**PROBLEM REQUIREMENTS:** Repeat each record that follows, keeping it identical.

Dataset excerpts
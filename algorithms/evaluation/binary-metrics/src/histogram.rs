//! Predicted-probability distributions split by true class.

use tracing::debug;

use crate::bins::unit_edges;
use crate::confusion::binarize;
use crate::error::{MetricsError, check_bins, check_parallel};

/// Counts of values over fixed edges.
#[derive(Debug, Clone, PartialEq)]
#[cfg_attr(
    feature = "serde",
    derive(serde_crate::Serialize, serde_crate::Deserialize),
    serde(crate = "serde_crate")
)]
pub struct Histogram {
    /// `counts.len() + 1` ascending edges.
    pub edges: Vec<f64>,
    pub counts: Vec<usize>,
}

impl Histogram {
    /// Bins are half-open `[lo, hi)` except the last, which also takes its
    /// upper edge. Values outside the edges and NaN are not counted.
    fn over(values: &[f64], edges: Vec<f64>) -> Self {
        let n_bins = edges.len().saturating_sub(1);
        let mut counts = vec![0; n_bins];
        if n_bins == 0 {
            return Self { edges, counts };
        }
        if let (Some(&lo), Some(&hi)) = (edges.first(), edges.last()) {
            for &v in values.iter().filter(|v| (lo..=hi).contains(*v)) {
                let bin = edges[1..].partition_point(|&edge| edge <= v);
                counts[bin.min(n_bins - 1)] += 1;
            }
        }
        Self { edges, counts }
    }
}

/// Predicted probabilities of each true class, ready to be drawn as two
/// overlaid histograms.
#[derive(Debug, Clone, PartialEq)]
#[cfg_attr(
    feature = "serde",
    derive(serde_crate::Serialize, serde_crate::Deserialize),
    serde(crate = "serde_crate")
)]
pub struct ProbabilityHistograms {
    /// Probabilities of samples whose true label is the positive one, in input order.
    pub positive: Vec<f64>,
    /// Probabilities of every other sample, in input order.
    pub negative: Vec<f64>,
    pub positive_counts: Histogram,
    pub negative_counts: Histogram,
}

/// Separates `y_probs` by the binary-mapped truth and bins each side into
/// `n_bins` equal-width bins over `[0, 1]`.
///
/// The edges are fixed rather than taken from the data's own min/max, so
/// counts from different models or splits line up bin for bin.
///
/// # Errors
///
/// [`MetricsError::LengthMismatch`] or [`MetricsError::InvalidBins`].
pub fn probability_histograms<L: PartialEq>(
    y_true: &[L],
    y_probs: &[f64],
    positive_label: &L,
    n_bins: usize,
) -> Result<ProbabilityHistograms, MetricsError> {
    check_parallel(y_true.len(), y_probs.len())?;
    check_bins(n_bins)?;

    let (positive, negative): (Vec<(f64, u8)>, Vec<(f64, u8)>) = y_probs
        .iter()
        .copied()
        .zip(binarize(y_true, positive_label))
        .partition(|&(_, t)| t == 1);
    let positive: Vec<f64> = positive.into_iter().map(|(p, _)| p).collect();
    let negative: Vec<f64> = negative.into_iter().map(|(p, _)| p).collect();

    let edges = unit_edges(n_bins).to_vec();
    debug!(
        n_positive = positive.len(),
        n_negative = negative.len(),
        "split probabilities by class"
    );
    Ok(ProbabilityHistograms {
        positive_counts: Histogram::over(&positive, edges.clone()),
        negative_counts: Histogram::over(&negative, edges),
        positive,
        negative,
    })
}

**WRITTEN RESPONSE:**
filename algorithms/evaluation/binary-metrics/src/histogram.rs
//! Predicted-probability distributions split by true class.

use tracing::debug;

use crate::bins::unit_edges;
use crate::confusion::binarize;
use crate::error::{MetricsError, check_bins, check_parallel};

/// Counts of values over fixed edges.
#[derive(Debug, Clone, PartialEq)]
#[cfg_attr(
    feature = "serde",
    derive(serde_crate::Serialize, serde_crate::Deserialize),
    serde(crate = "serde_crate")
)]
pub struct Histogram {
    /// `counts.len() + 1` ascending edges.
    pub edges: Vec<f64>,
    pub counts: Vec<usize>,
}

impl Histogram {
    /// Bins are half-open `[lo, hi)` except the last, which also takes its
    /// upper edge. Values outside the edges and NaN are not counted.
    fn over(values: &[f64], edges: Vec<f64>) -> Self {
        let n_bins = edges.len().saturating_sub(1);
        let mut counts = vec![0; n_bins];
        if n_bins == 0 {
            return Self { edges, counts };
        }
        if let (Some(&lo), Some(&hi)) = (edges.first(), edges.last()) {
            for &v in values.iter().filter(|v| (lo..=hi).contains(*v)) {
                let bin = edges[1..].partition_point(|&edge| edge <= v);
                counts[bin.min(n_bins - 1)] += 1;
            }
        }
        Self { edges, counts }
    }
}

/// Predicted probabilities of each true class, ready to be drawn as two
/// overlaid histograms.
#[derive(Debug, Clone, PartialEq)]
#[cfg_attr(
    feature = "serde",
    derive(serde_crate::Serialize, serde_crate::Deserialize),
    serde(crate = "serde_crate")
)]
pub struct ProbabilityHistograms {
    /// Probabilities of samples whose true label is the positive one, in input order.
    pub positive: Vec<f64>,
    /// Probabilities of every other sample, in input order.
    pub negative: Vec<f64>,
    pub positive_counts: Histogram,
    pub negative_counts: Histogram,
}

/// Separates `y_probs` by the binary-mapped truth and bins each side into
/// `n_bins` equal-width bins over `[0, 1]`.
///
/// The edges are fixed rather than taken from the data's own min/max, so
/// counts from different models or splits line up bin for bin.
///
/// # Errors
///
/// [`MetricsError::LengthMismatch`] or [`MetricsError::InvalidBins`].
pub fn probability_histograms<L: PartialEq>(
    y_true: &[L],
    y_probs: &[f64],
    positive_label: &L,
    n_bins: usize,
) -> Result<ProbabilityHistograms, MetricsError> {
    check_parallel(y_true.len(), y_probs.len())?;
    check_bins(n_bins)?;

    let (positive, negative): (Vec<(f64, u8)>, Vec<(f64, u8)>) = y_probs
        .iter()
        .copied()
        .zip(binarize(y_true, positive_label))
        .partition(|&(_, t)| t == 1);
    let positive: Vec<f64> = positive.into_iter().map(|(p, _)| p).collect();
    let negative: Vec<f64> = negative.into_iter().map(|(p, _)| p).collect();

    let edges = unit_edges(n_bins).to_vec();
    debug!(
        n_positive = positive.len(),
        n_negative = negative.len(),
        "split probabilities by class"
    );
    Ok(ProbabilityHistograms {
        positive_counts: Histogram::over(&positive, edges.clone()),
        negative_counts: Histogram::over(&negative, edges),
        positive,
        negative,
    })
}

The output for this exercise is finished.